*Assignment*.
Please copy every line below that contains the string "LlmError".

━━━━━━━━━━━━━━━━━━━━

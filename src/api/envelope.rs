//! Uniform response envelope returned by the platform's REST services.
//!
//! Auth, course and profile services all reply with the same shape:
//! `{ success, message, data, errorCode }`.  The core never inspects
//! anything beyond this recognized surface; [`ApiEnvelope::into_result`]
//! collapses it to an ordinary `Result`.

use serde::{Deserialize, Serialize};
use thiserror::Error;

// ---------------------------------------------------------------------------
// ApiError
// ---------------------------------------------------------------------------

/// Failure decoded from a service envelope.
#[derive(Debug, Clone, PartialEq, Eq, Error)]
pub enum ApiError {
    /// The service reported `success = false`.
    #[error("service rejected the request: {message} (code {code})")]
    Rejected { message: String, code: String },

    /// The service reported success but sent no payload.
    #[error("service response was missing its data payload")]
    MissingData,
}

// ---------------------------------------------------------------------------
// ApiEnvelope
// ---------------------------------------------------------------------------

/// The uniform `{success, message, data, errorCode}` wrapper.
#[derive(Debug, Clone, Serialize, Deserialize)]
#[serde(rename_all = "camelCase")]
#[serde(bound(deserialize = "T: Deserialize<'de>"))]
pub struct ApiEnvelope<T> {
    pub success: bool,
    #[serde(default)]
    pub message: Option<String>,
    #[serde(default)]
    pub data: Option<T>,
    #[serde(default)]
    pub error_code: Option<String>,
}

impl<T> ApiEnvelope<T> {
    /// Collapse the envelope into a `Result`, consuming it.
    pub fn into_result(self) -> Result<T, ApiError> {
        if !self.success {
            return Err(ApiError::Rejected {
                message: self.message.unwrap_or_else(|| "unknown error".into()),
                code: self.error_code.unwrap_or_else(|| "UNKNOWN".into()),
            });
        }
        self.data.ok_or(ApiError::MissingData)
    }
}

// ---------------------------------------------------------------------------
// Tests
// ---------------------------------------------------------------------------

━━━━━━━━━━━━━━━━━━━━

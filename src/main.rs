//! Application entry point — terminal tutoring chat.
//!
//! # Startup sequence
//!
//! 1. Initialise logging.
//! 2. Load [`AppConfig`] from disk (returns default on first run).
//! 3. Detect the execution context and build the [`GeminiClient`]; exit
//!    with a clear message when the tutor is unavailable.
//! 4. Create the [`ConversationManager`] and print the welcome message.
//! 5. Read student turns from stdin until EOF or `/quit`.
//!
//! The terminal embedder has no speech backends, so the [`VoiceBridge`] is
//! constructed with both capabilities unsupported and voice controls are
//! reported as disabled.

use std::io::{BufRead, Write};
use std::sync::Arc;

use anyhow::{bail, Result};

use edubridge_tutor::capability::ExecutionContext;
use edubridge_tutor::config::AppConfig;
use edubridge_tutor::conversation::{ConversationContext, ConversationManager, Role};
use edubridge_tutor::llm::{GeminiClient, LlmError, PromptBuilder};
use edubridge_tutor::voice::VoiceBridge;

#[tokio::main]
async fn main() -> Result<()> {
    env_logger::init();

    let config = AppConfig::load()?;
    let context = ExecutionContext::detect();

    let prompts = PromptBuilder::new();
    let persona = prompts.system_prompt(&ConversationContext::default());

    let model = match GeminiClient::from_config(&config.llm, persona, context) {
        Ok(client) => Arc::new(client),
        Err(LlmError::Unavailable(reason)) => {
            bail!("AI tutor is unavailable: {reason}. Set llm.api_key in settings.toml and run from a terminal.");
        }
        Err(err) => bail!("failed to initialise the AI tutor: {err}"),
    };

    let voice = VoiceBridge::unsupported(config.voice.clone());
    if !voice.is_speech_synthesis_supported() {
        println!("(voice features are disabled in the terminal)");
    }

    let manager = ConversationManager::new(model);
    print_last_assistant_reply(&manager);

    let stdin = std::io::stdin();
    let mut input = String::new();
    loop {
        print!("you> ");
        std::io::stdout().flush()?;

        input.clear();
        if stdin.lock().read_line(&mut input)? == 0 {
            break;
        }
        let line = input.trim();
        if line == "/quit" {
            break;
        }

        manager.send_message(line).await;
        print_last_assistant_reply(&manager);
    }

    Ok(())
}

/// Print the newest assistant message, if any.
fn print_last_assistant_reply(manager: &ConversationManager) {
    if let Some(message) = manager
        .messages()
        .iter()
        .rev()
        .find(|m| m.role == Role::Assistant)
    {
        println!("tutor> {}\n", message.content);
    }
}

━━━━━━━━━━━━━━━━━━━━

*Answer to this problem*.
use edubridge_tutor::llm::{GeminiClient, LlmError, PromptBuilder};
        Err(LlmError::Unavailable(reason)) => {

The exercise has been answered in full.